According to UN estimates, if fertility is reduced during the 1990s to replacement level - that is, to the two children a couple need to replace themselves - there is a good chance population growth will begin to level off by mid-century at just twice today's total. If fertility rates remain high, the population could expand far beyond the earth's capacity to provide for it.

"There's no question that population growth is eventually going to come to a halt," says Stanford University demographer Paul Erlich. "The question is whether it's going to end because we manage to humanely lower birthrates or because we exceed the earth's carrying capacity."

The fact that most of today's 5 billion people have escaped famine is credited partly to the "green revolution" of the 1960s. The dramatic increases in world food production that resulted from breakthroughs in plant technology, irrigation, and farm management are a hint, say some economists, of the limitless possibilities offered by technology and human ingenuity to keep up with the needs of an expanding world population.

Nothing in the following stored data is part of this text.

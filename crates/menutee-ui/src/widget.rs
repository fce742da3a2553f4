use std::any::Any;

use crate::event::{EventResult, UiEvent};
use crate::focus::ElementId;
use crate::palette::PaletteConfig;

// ── Widget trait ──────────────────────────────────────────────────────────

/// A live widget element inside a panel.
///
/// Widgets own their typed change handler and their current value; the
/// manager only routes [`UiEvent`]s to whichever one is focused.
///
/// # Implementing a custom widget
///
/// ```rust,ignore
/// use menutee_ui::prelude::*;
///
/// pub struct Counter { key: String, id: ElementId, count: u32 }
///
/// impl Widget for Counter {
///     fn key(&self) -> &str { &self.key }
///     fn label(&self) -> String { format!("Pressed {} times", self.count) }
///     fn selectable(&self) -> Option<ElementId> { Some(self.id) }
///     fn on_event(&mut self, event: &UiEvent) -> EventResult {
///         if *event == UiEvent::Submit { self.count += 1; return EventResult::Consumed; }
///         EventResult::Ignored
///     }
///     fn as_any(&self) -> &dyn std::any::Any { self }
///     fn as_any_mut(&mut self) -> &mut dyn std::any::Any { self }
/// }
/// ```
pub trait Widget: 'static {
    /// The config key this widget was built from; unique within its panel.
    fn key(&self) -> &str;

    /// Human-readable state, e.g. `"Volume: 0.50"`.
    fn label(&self) -> String;

    /// The focus handle, or `None` for display-only widgets.
    fn selectable(&self) -> Option<ElementId> {
        None
    }

    /// `true` while this widget wants the cancel input for itself (an open
    /// dropdown, for instance) instead of letting the menu go back a panel.
    fn consumes_cancel(&self) -> bool {
        false
    }

    /// Handle an input event while focused.
    fn on_event(&mut self, _event: &UiEvent) -> EventResult {
        EventResult::Ignored
    }

    fn set_palette(&mut self, _palette: &PaletteConfig) {}

    /// Pull external state (bound references) into the widget without firing
    /// its handler. Called every frame for the active panel.
    fn refresh(&mut self) {}

    fn as_any(&self) -> &dyn Any;
    fn as_any_mut(&mut self) -> &mut dyn Any;
}

// ── Element ───────────────────────────────────────────────────────────────

/// A type-erased widget, as stored in a live panel.
pub struct Element(Box<dyn Widget>);

impl Element {
    pub fn new<W: Widget>(w: W) -> Self {
        Self(Box::new(w))
    }

    #[inline]
    pub fn key(&self) -> &str {
        self.0.key()
    }

    #[inline]
    pub fn label(&self) -> String {
        self.0.label()
    }

    #[inline]
    pub fn selectable(&self) -> Option<ElementId> {
        self.0.selectable()
    }

    #[inline]
    pub fn consumes_cancel(&self) -> bool {
        self.0.consumes_cancel()
    }

    #[inline]
    pub fn on_event(&mut self, event: &UiEvent) -> EventResult {
        self.0.on_event(event)
    }

    #[inline]
    pub fn set_palette(&mut self, palette: &PaletteConfig) {
        self.0.set_palette(palette)
    }

    #[inline]
    pub fn refresh(&mut self) {
        self.0.refresh()
    }

    pub fn widget(&self) -> &dyn Widget {
        self.0.as_ref()
    }

    pub fn widget_mut(&mut self) -> &mut dyn Widget {
        self.0.as_mut()
    }

    /// The concrete widget, if it is a `W`.
    pub fn downcast_ref<W: Widget>(&self) -> Option<&W> {
        self.0.as_any().downcast_ref::<W>()
    }

    pub fn downcast_mut<W: Widget>(&mut self) -> Option<&mut W> {
        self.0.as_any_mut().downcast_mut::<W>()
    }
}

impl<W: Widget> From<W> for Element {
    fn from(w: W) -> Self {
        Self::new(w)
    }
}
//! The sample menus.

use std::cell::RefCell;
use std::rc::{Rc, Weak};

use anyhow::{Context, Result};
use menutee_ui::prelude::*;

pub const PANEL_MAIN: &str = "main";
pub const PANEL_OPTIONS: &str = "options";
pub const PANEL_OTHER: &str = "other";
pub const PANEL_THIRD: &str = "third";

const QUALITY_LEVELS: [&str; 4] = ["Low", "Medium", "High", "Ultra"];
const DIFFICULTIES: [&str; 3] = ["Story", "Normal", "Hard"];

/// Player settings the options panel edits in place.
#[derive(Clone)]
pub struct GameSettings {
    pub look_speed: ValueRef<f32>,
    pub volume: ValueRef<f32>,
    pub quality: ValueRef<i32>,
    pub difficulty: ValueRef<i32>,
    pub fullscreen: ValueRef<bool>,
    pub subtitles: ValueRef<bool>,
}

impl GameSettings {
    pub fn new() -> Self {
        Self {
            look_speed: ValueRef::new(1.0),
            volume: ValueRef::new(1.0),
            quality: ValueRef::new(2),
            difficulty: ValueRef::new(1),
            fullscreen: ValueRef::new(true),
            subtitles: ValueRef::new(false),
        }
    }
}

impl std::fmt::Display for GameSettings {
    fn fmt(&self, f: &mut std::fmt::Formatter<'_>) -> std::fmt::Result {
        write!(
            f,
            "look {:.2}, volume {:.2}, quality {}, difficulty {}, fullscreen {}, subtitles {}",
            self.look_speed.get(),
            self.volume.get(),
            QUALITY_LEVELS.get(self.quality.get() as usize).unwrap_or(&"?"),
            DIFFICULTIES.get(self.difficulty.get() as usize).unwrap_or(&"?"),
            self.fullscreen.get(),
            self.subtitles.get(),
        )
    }
}

/// Back, look speed, volume, quality, difficulty, fullscreen, subtitles.
pub fn options_panel(key: &str, ctl: &MenuController, settings: &GameSettings) -> PanelBuilder {
    let back = ctl.clone();
    let quality = settings.quality.clone();
    let fullscreen = settings.fullscreen.clone();

    PanelBuilder::new(key)
        .add_widget(ButtonBuilder::new("back").text("Back").on_press(move || back.pop_panel()))
        .add_widget(
            SliderBuilder::bound("look", 0.1, 3.0, settings.look_speed.clone())
                .text("Look Speed")
                .on_change(|v| log::info!("look speed -> {v:.2}")),
        )
        .add_widget(
            SliderBuilder::bound("volume", 0.0, 1.0, settings.volume.clone())
                .text("Volume")
                .on_change(|v| log::info!("volume -> {v:.2}")),
        )
        .add_widget(
            DropdownBuilder::new("quality")
                .text("Quality")
                .options(QUALITY_LEVELS)
                .default_index(quality.get().max(0) as usize)
                .on_choose(move |index, name| {
                    quality.set(index as i32);
                    log::info!("quality -> {name}");
                }),
        )
        .add_widget(
            OptionSelectBuilder::bound("difficulty", settings.difficulty.clone())
                .text("Difficulty")
                .options(DIFFICULTIES)
                .loops(false)
                .hides_arrow_if_last_option(true),
        )
        .add_widget(
            ToggleBuilder::new("fullscreen", fullscreen.get())
                .text("Fullscreen")
                .on_change(move |on| {
                    fullscreen.set(on);
                    log::info!("fullscreen -> {on}");
                }),
        )
        .add_widget(
            OptionSelectBuilder::toggle_bound("subtitles", "Off", "On", settings.subtitles.clone())
                .text("Subtitles"),
        )
}

/// The title screen: opens on start, never toggles, does not pause.
///
/// "Show Other Menu" opens `hook`; "Extras" walks into panels with custom
/// navigation and a custom default selection.
pub fn title_menu(ctl: &MenuController, settings: &GameSettings, hook: MenuRef) -> Result<MenuConfig> {
    let (play, options, other, extras, exit) = (ctl.clone(), ctl.clone(), ctl.clone(), ctl.clone(), ctl.clone());
    let third = ctl.clone();

    MenuBuilder::new(false, false)
        .add_main_panel(
            PanelBuilder::new(PANEL_MAIN)
                .add_widget(ButtonBuilder::new("play").text("Play Game").on_press(move || {
                    log::info!("play pressed");
                    play.request_exit();
                }))
                .add_widget(TextBuilder::new("tagline", "Just Some Text"))
                .add_widget(ButtonBuilder::new("options").text("Options").on_press(move || options.push_panel(PANEL_OPTIONS)))
                .add_widget(ButtonBuilder::new("show_other").text("Show Other Menu").on_press(move || other.open_menu(hook.clone())))
                .add_widget(ButtonBuilder::new("extras").text("Extras").on_press(move || extras.push_panel(PANEL_OTHER)))
                .add_widget(ButtonBuilder::new("exit").text("Exit").on_press(move || exit.request_exit())),
        )
        .add_panel(options_panel(PANEL_OPTIONS, ctl, settings))
        .add_panel(
            PanelBuilder::new(PANEL_OTHER)
                .prefab_override(PrefabId::new("custom-back-panel"))
                .add_widget(ButtonBuilder::new("deeper").text("Show Empty Menu").on_press(move || third.push_panel(PANEL_THIRD)))
                .add_widget(ButtonBuilder::new("back").text("Back").on_press({
                    let ctl = ctl.clone();
                    move || ctl.pop_panel()
                }))
                .custom_navigation(|nav| nav.link_vertical(true)),
        )
        .add_panel(
            PanelBuilder::new(PANEL_THIRD)
                .prefab_override(PrefabId::new("custom-back-panel"))
                .add_widget(TextBuilder::new("empty", "Nothing here"))
                .add_widget(ButtonBuilder::new("back").text("Back").on_press({
                    let ctl = ctl.clone();
                    move || ctl.pop_panel()
                }))
                .default_selectable(|_, selectables| selectables.last().copied()),
        )
        .on_panel_change(|old, new| log::info!("title: panel {} -> {}", old.unwrap_or("-"), new.unwrap_or("-")))
        .build()
        .context("building the title menu")
}

/// The in-game pause menu: opened and closed with the toggle input, pauses the game.
pub fn pause_menu(ctl: &MenuController, settings: &GameSettings) -> Result<MenuConfig> {
    let (resume, options, exit) = (ctl.clone(), ctl.clone(), ctl.clone());

    MenuBuilder::new(true, true)
        .add_main_panel(
            PanelBuilder::new(PANEL_MAIN)
                .add_widget(ButtonBuilder::new("resume").text("Resume").on_press(move || resume.exit_menu()))
                .add_widget(ButtonBuilder::new("options").text("Options").on_press(move || options.push_panel(PANEL_OPTIONS)))
                .add_widget(ButtonBuilder::new("restart").text("Restart").on_press(|| log::info!("restart requested")))
                .add_widget(ButtonBuilder::new("exit").text("Exit").on_press(move || exit.request_exit())),
        )
        .add_panel(options_panel(PANEL_OPTIONS, ctl, settings))
        .default_select_mode(DefaultSelectMode::Always)
        .on_panel_change(|old, new| log::info!("pause: panel {} -> {}", old.unwrap_or("-"), new.unwrap_or("-")))
        .build()
        .context("building the pause menu")
}

/// A non-pausing overlay that closes itself `frames` frames after opening.
pub fn self_closing_hook(
    scene: &mut MenuScene,
    frames: u64,
) -> HookHandle {
    let hook = scene.add_hook(
        MenuHook::new("notice").pauses_game(false).time_scale(MenuAttributes::KEEP_TIME_SCALE),
    );
    let weak: Weak<RefCell<MenuHook>> = Rc::downgrade(&hook);
    let deferred = scene.deferred().clone();
    let stack = scene.stack().clone();
    hook.borrow_mut().on_open(move || {
        let weak = weak.clone();
        let stack = stack.clone();
        deferred.borrow_mut().after_frames(frames, move || {
            if let Some(hook) = weak.upgrade() {
                let menu: MenuRef = hook;
                stack.borrow_mut().pop_and_close_menu(&menu);
            }
        });
    });
    hook
}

But as the growth in human numbers rolls relentlessly past the finite productivity of the green revolution, the future seems less promising. Since the mid-1980s, increases in food production in some regions have fallen behind population growth. In the poorer nations of Latin America, harvest deficits have been widening for a decade. In sub-Saharan Africa, which was once self-sufficient in agriculture, food production is growing at only half the rate of population, leaving an estimated one-third of the co ntinent undernourished.

"Population growth is clearly outpacing agricultural potential in Africa," says Stephen Vosti, a research fellow at the International Food Policy Research Institute in Washington. "It is a Malthusian train crash waiting to happen," he adds, referring to the predictions of Thomas Malthus, the 19th-century British economist who warned that population growth would someday outpace food supplies.

Population growth has also contributed to the worsening poverty that now affects hundreds of millions of people living in Africa, Asia, and Latin America.

Many economists and demographers warn that population growth combined with inefficient agriculture, inappropriate government policies, and outdated technologies has brought the world to critical thresholds of sustainability. Demographers point to the contribution of relentless population growth to deforestation, overgrazing, and the degradation of the very agricultural lands needed to sustain such growth.

Finding solutions to the global problems that will dominate the agenda of the 21st century will be nearly impossible without progress on the population front.

"There's no possible solution to the global problems of poverty and environmental degradation that does not include action to reduce projected population-growth rates," says former World Bank president Robert McNamara.

Environmental problems, such as global warming and depletion of the ozone layer, are not caused by population growth but by the extravagant use of resources in the rich industrialized countries, where 75 percent of all energy is consumed. But if even the most optimistic population projections materialize, the sheer weight of human numbers will soon make the third world a major burden on the global as well as local environment.

"For the most part, global pollution is a consequence of the use of resources and the waste of developing countries. But the simplest projections into the future tell you that's not going to be the case 10 years from now, even if per-capita consumption rates stay the same," says George Zeidenstein, president of the Population Council, a private research group in New York. "We're at a transitional moment."